The same condition prevails in all the counties in the northwest part of the State, though, with the exception of the Greeley neighborhood and the Platte Valley, the country is too recently settled to have made much progress in the culture of fruit. In the last few years the blight has been causing considerable discouragement in the Platte Valley and up the tributary streams in Larimer and Boulder counties. Like other diseases, it has struck hard in a few specially valuable places, and in the riot of its march has caused more annoyance through fear than through actual ravages. It may thin out a few susceptible varieties of trees, but when it shall have run its course, the orchards that remain and those that will grow up in the future will be practically impregnable to its attacks. There are many varieties of fruits that will flourish just as well as apples and pears, and which the blight never touches. Men who are ready to drop the business when the fruit pest appears are not the ones who will win success. Many of the trees from which the finest apples are picked this year were badly blighted last year or the year before.
CHAPTER XXXV.
HOW ENGLISH CAPITALISTS GOT A FOOTHOLD.
There are thousands, if not millions, of people in the United States who, if asked how they accounted for the fact that there are so many millionaires in the United States, could not give us a satisfactory explanation of the phenomenon.
It is a fact that there are hundreds who have amassed fortunes ranging from $1,000,000 to $100,000,000 each, within the last thirty years, and but very few people have any idea how they have made such immense fortunes in so short a time.
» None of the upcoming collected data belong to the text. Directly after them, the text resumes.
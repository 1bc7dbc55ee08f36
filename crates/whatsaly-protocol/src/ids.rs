use std::fmt;

use serde::{Deserialize, Serialize};

/// Token in worker launch arguments replaced by the session identity.
pub const IDENTITY_PLACEHOLDER: &str = "{identity}";

/// Unique key of one managed session, typically the account phone number.
#[derive(Debug, Clone, PartialEq, Eq, Hash, PartialOrd, Ord, Serialize, Deserialize)]
#[serde(transparent)]
pub struct SessionId(String);

impl SessionId {
    pub fn new(value: impl Into<String>) -> Self {
        Self(value.into())
    }

    pub fn as_str(&self) -> &str {
        self.0.as_str()
    }

    pub fn into_inner(self) -> String {
        self.0
    }
}

impl fmt::Display for SessionId {
    fn fmt(&self, f: &mut fmt::Formatter<'_>) -> fmt::Result {
        f.write_str(self.0.as_str())
    }
}

impl From<&str> for SessionId {
    fn from(value: &str) -> Self {
        Self::new(value)
    }
}

impl From<String> for SessionId {
    fn from(value: String) -> Self {
        Self(value)
    }
}
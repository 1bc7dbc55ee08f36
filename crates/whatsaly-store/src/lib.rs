//! Durable session state and external cache access.

pub mod cache;
pub mod error;
pub mod file;
pub mod record;
pub mod redis_cache;
pub mod sqlite;
pub mod store;

pub use cache::{CacheKeys, InMemoryCache, SessionCache};
pub use error::{CacheError, CacheResult, StoreError, StoreResult};
pub use file::FileSessionStore;
pub use record::{SessionRecord, SessionTable};
pub use redis_cache::RedisCache;
pub use sqlite::SqliteSessionStore;
pub use store::SessionStore;
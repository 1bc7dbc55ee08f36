//! Shared session protocol types: identities, the open status model, the
//! tagged worker event line protocol, and the session error taxonomy.

pub mod error;
pub mod event;
pub mod ids;
pub mod status;

pub use error::{SessionError, SessionResult};
pub use event::{
    decode_line, ConnectionUpdate, DecodedLine, TaggedEvent, WorkerEvent, EVENT_MARKER,
};
pub use ids::{SessionId, IDENTITY_PLACEHOLDER};
pub use status::SessionStatus;

#[cfg(test)]
mod tests {
    use crate::ids::SessionId;
    use crate::status::SessionStatus;

    #[test]
    fn session_id_round_trips_as_json_string() {
        let identity = SessionId::new("15550001111");
        let serialized = serde_json::to_string(&identity).expect("serialize identity");
        let deserialized: SessionId =
            serde_json::from_str(&serialized).expect("deserialize identity");

        assert_eq!(serialized, "\"15550001111\"");
        assert_eq!(deserialized, identity);
    }

    #[test]
    fn session_status_serializes_as_wire_string() {
        let serialized =
            serde_json::to_string(&SessionStatus::LoggedOut).expect("serialize status");
        let custom: SessionStatus =
            serde_json::from_str("\"reconnecting\"").expect("deserialize status");

        assert_eq!(serialized, "\"logged_out\"");
        assert_eq!(custom, SessionStatus::Other("reconnecting".to_owned()));
    }
}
Not only our own people have made these vast fortunes, but hundreds of foreigners have accumulated immense wealth in this country, and now hold it. To give an idea of the immensity of these fortunes, I will call the attention of the reader to some well-known facts. First, to the fact, as is shown by Poor's Railroad Manual, that there is now about $5,500,000,000 of railroad bonds and floating debt, and there is about $4,500,000,000 of railroad stock, making a total of about $10,000,000,000, and this vast wealth is in the hands of comparatively few people.
Then there are national bonds to the amount of about $600,000,000. In addition to these are the bonds that have been issued by the States, counties, cities, towns, and school districts, amounting in the aggregate to probably $3,000,000,000. Then there are, according to the last census, about 9,000,000 of mortgages upon the farms, homes, and property of the people. The aggregate of these 9,000,000 of mortgages is probably not less than $5,000,000,000, and all of this vast amount of bonds, stocks, and mortgages draw interest, requiring about $1,000,000,000 each year to pay interest.
All of this wealth is in the hands of but a small percentage of the people, and what is incomprehensible to the masses is the fact that a very large per cent of it is in the hands of foreign capitalists. Of the $10,000,000,000 of railroad bonds and stocks, it is a conservative estimate to say that one-half of it belongs to foreign, principally English, capitalists. The question is often asked, How did they acquire this property? What did they give us in exchange for it? Was it gold, silver, or merchandise? If neither of these, what did we get? To prove that they did not send us either gold, silver, or merchandise in payment for at least $5,000,000,000 of our railroad bonds, we have only to refer to the report of the Secretary of the United States Treasury for 1891, and we find that since the close of the war, in 1865, our exports of gold, silver, and merchandise have exceeded our imports in the sum of $872,000,000; so that it is very clear that we have been sending them an enormous amount of money and merchandise over and above the amount we have imported from them, and whatever may have been received from the railroad bonds is still to be accounted for. To understand how they have acquired this hold upon the resources of the country, imposing a burden on the people that is surely and certainly reducing them to the condition of paupers and serfs, we shall have to go back to the days of the war, and review the financial policy of the Government, and point out how the laws have been framed exclusively in the interest of capital.